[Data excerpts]
......

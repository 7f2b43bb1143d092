use std::fs;
use std::path::{Path, PathBuf};

use ignore::WalkBuilder;
use indexmap::IndexSet;
use rayon::prelude::*;
use tracing::{debug, info};

use crate::cli::{CheckArgs, Cli};
use crate::engine::{EvaluationCache, Evaluator, evaluate_batch};
use crate::model::Ad;
use crate::output::{
    AdReport, ColorMode, JsonFormatter, OutputFormat, OutputFormatter, SarifFormatter,
    TextFormatter,
};
use crate::rules::RuleDescriptor;
use crate::{AdComplianceError, EXIT_COMPLIANCE_FAILED, EXIT_CONFIG_ERROR, EXIT_SUCCESS, Result};

use super::{load_config, print_error};

const AD_EXTENSION: &str = "json";

/// Directory names never descended into while walking.
const SKIPPED_DIRS: &[&str] = &["node_modules", "target"];

#[must_use]
pub fn run_check(args: &CheckArgs, cli: &Cli) -> i32 {
    match run_check_impl(args, cli) {
        Ok(exit_code) => exit_code,
        Err(e) => {
            print_error(&e);
            EXIT_CONFIG_ERROR
        }
    }
}

/// Evaluate every ad under `args.paths` and write the report.
///
/// # Errors
/// Returns an error if configuration is invalid, a path cannot be read, an
/// ad file is malformed, or the report cannot be written.
pub fn run_check_impl(args: &CheckArgs, cli: &Cli) -> Result<i32> {
    let loaded = load_config(args.config.as_deref(), cli.no_config)?;
    let evaluator = Evaluator::from_config(&loaded.config)?;
    let descriptors: Vec<RuleDescriptor> = evaluator.registry().descriptors().cloned().collect();

    let files = collect_ad_files(&args.paths)?;
    info!(files = files.len(), rules = descriptors.len(), "checking ads");

    let ads = files
        .par_iter()
        .map(|path| load_ad(path))
        .collect::<Result<Vec<Ad>>>()?;

    let results = if args.no_cache {
        evaluate_batch(&evaluator, &ads)
    } else {
        let cache = EvaluationCache::new(evaluator);
        let results = evaluate_batch(&cache, &ads);
        debug!(entries = cache.len(), ads = ads.len(), "evaluation cache");
        results
    };

    let reports = files
        .into_iter()
        .zip(ads)
        .zip(results)
        .map(|((path, ad), result)| result.map(|r| AdReport::new(path, ad.name, r)))
        .collect::<Result<Vec<_>>>()?;

    let output = format_reports(
        args.format,
        &reports,
        descriptors,
        ColorMode::from(cli.color),
        cli.verbose,
    )?;
    write_output(args.output.as_deref(), &output, cli.quiet)?;

    Ok(determine_exit_code(&reports, args.strict, args.min_score))
}

/// Ad files under `paths` in a stable order.
///
/// Files are taken as given. Directories are walked for `*.json`, honoring
/// `.gitignore` and `.ignore` files, skipping hidden entries and dependency or
/// build directories, and skipping JSON documents that are not ads. A path
/// that does not exist is an error.
///
/// # Errors
/// Returns `FileAccess` for a missing path or an unreadable directory entry.
pub fn collect_ad_files(paths: &[PathBuf]) -> Result<Vec<PathBuf>> {
    let mut files = IndexSet::new();
    for path in paths {
        if path.is_file() {
            files.insert(path.clone());
            continue;
        }
        if !path.is_dir() {
            return Err(AdComplianceError::FileAccess {
                path: path.clone(),
                source: std::io::Error::new(std::io::ErrorKind::NotFound, "no such file or directory"),
            });
        }

        let walker = WalkBuilder::new(path)
            .git_ignore(true)
            .git_global(true)
            .git_exclude(true)
            .require_git(false)
            .parents(false)
            .sort_by_file_name(|a, b| a.cmp(b))
            .filter_entry(|e| e.depth() == 0 || !is_skipped_dir(e))
            .build();

        for entry in walker {
            let entry = entry.map_err(|e| AdComplianceError::FileAccess {
                path: path.clone(),
                source: std::io::Error::other(e),
            })?;
            let is_file = entry.file_type().is_some_and(|ft| ft.is_file());
            if !is_file || !has_ad_extension(entry.path()) {
                continue;
            }
            if is_ad_document(entry.path()) {
                files.insert(entry.into_path());
            } else {
                debug!(path = %entry.path().display(), "skipping non-ad JSON file");
            }
        }
    }
    Ok(files.into_iter().collect())
}

fn is_skipped_dir(entry: &ignore::DirEntry) -> bool {
    entry.file_type().is_some_and(|ft| ft.is_dir())
        && entry
            .file_name()
            .to_str()
            .is_some_and(|name| SKIPPED_DIRS.contains(&name))
}

/// False only for well-formed JSON that is not an object with a `template`.
///
/// Unreadable or malformed files are kept so loading reports them.
fn is_ad_document(path: &Path) -> bool {
    let Ok(content) = fs::read_to_string(path) else {
        return true;
    };
    match serde_json::from_str::<serde_json::Value>(&content) {
        Ok(value) => value.get("template").is_some(),
        Err(_) => true,
    }
}

fn has_ad_extension(path: &Path) -> bool {
    path.extension()
        .and_then(|ext| ext.to_str())
        .is_some_and(|ext| ext.eq_ignore_ascii_case(AD_EXTENSION))
}

/// Read, parse and structurally validate one ad file.
///
/// # Errors
/// Returns `FileAccess` if the file cannot be read, or `InvalidAd` naming
/// the file if it is malformed.
pub fn load_ad(path: &Path) -> Result<Ad> {
    let content = fs::read_to_string(path).map_err(|source| AdComplianceError::FileAccess {
        path: path.to_path_buf(),
        source,
    })?;
    let with_path = |e: AdComplianceError| match e {
        AdComplianceError::InvalidAd(msg) => {
            AdComplianceError::InvalidAd(format!("{}: {msg}", path.display()))
        }
        other => other,
    };
    let ad = Ad::from_json(&content).map_err(with_path)?;
    ad.validate().map_err(with_path)?;
    Ok(ad)
}

fn format_reports(
    format: OutputFormat,
    reports: &[AdReport],
    descriptors: Vec<RuleDescriptor>,
    color_mode: ColorMode,
    verbose: u8,
) -> Result<String> {
    match format {
        OutputFormat::Text => TextFormatter::with_verbose(color_mode, verbose).format(reports),
        OutputFormat::Json => JsonFormatter.format(reports),
        OutputFormat::Sarif => SarifFormatter::new(descriptors).format(reports),
    }
}

fn write_output(output_path: Option<&Path>, content: &str, quiet: bool) -> Result<()> {
    if let Some(path) = output_path {
        fs::write(path, content).map_err(|source| AdComplianceError::FileAccess {
            path: path.to_path_buf(),
            source,
        })?;
        if !quiet {
            eprintln!("Report written to: {}", path.display());
        }
    } else if !quiet {
        print!("{content}");
    }
    Ok(())
}

/// Exit code for a finished run.
///
/// - any ad with a failed `error` check fails the run
/// - `strict`: any failed check fails the run
/// - `min_score`: any ad scoring below it fails the run
#[must_use]
pub fn determine_exit_code(reports: &[AdReport], strict: bool, min_score: Option<u8>) -> i32 {
    let blocked = reports.iter().any(|r| !r.result.passed());
    let strict_failed =
        strict && reports.iter().any(|r| r.result.failed_checks().next().is_some());
    let below_min = min_score.is_some_and(|min| reports.iter().any(|r| r.result.score() < min));

    if blocked || strict_failed || below_min {
        EXIT_COMPLIANCE_FAILED
    } else {
        EXIT_SUCCESS
    }
}

#[cfg(test)]
#[path = "check_tests.rs"]
mod tests;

......

How many lines in the entries above hold the string "match"? Answer with the number and nothing more.

ANSWER -
4